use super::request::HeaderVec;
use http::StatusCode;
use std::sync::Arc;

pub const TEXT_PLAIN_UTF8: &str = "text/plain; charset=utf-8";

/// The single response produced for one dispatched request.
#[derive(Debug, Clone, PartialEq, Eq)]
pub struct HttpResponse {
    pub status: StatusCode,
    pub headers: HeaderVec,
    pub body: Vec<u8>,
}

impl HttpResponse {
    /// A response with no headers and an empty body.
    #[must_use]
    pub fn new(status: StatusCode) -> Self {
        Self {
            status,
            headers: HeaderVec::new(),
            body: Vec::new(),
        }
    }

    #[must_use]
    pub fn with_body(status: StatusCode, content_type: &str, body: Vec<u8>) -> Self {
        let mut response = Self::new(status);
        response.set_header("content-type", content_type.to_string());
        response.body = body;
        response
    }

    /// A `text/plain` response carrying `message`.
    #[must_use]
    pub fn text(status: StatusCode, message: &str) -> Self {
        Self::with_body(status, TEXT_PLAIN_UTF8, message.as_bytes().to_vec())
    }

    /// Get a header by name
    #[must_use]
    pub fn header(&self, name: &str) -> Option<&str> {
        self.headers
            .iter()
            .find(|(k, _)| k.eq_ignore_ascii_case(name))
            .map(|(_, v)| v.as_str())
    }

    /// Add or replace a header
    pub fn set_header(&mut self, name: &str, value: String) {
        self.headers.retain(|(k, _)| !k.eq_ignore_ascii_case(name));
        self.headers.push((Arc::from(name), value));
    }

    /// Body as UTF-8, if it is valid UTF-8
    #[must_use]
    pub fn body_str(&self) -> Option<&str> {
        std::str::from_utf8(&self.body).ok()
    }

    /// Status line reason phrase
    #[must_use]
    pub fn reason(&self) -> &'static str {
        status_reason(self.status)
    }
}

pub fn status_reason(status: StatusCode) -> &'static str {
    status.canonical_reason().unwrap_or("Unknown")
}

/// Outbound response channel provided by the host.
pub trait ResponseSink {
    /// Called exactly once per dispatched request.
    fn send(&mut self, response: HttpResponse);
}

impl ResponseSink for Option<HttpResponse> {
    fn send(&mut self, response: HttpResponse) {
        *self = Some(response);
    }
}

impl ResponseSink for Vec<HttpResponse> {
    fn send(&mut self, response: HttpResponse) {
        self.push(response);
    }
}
::::::::::
[What to do] Scan the material line by line and report each one that contains "dispatched".

[Result below]
/// The single response produced for one dispatched request.
    /// Called exactly once per dispatched request.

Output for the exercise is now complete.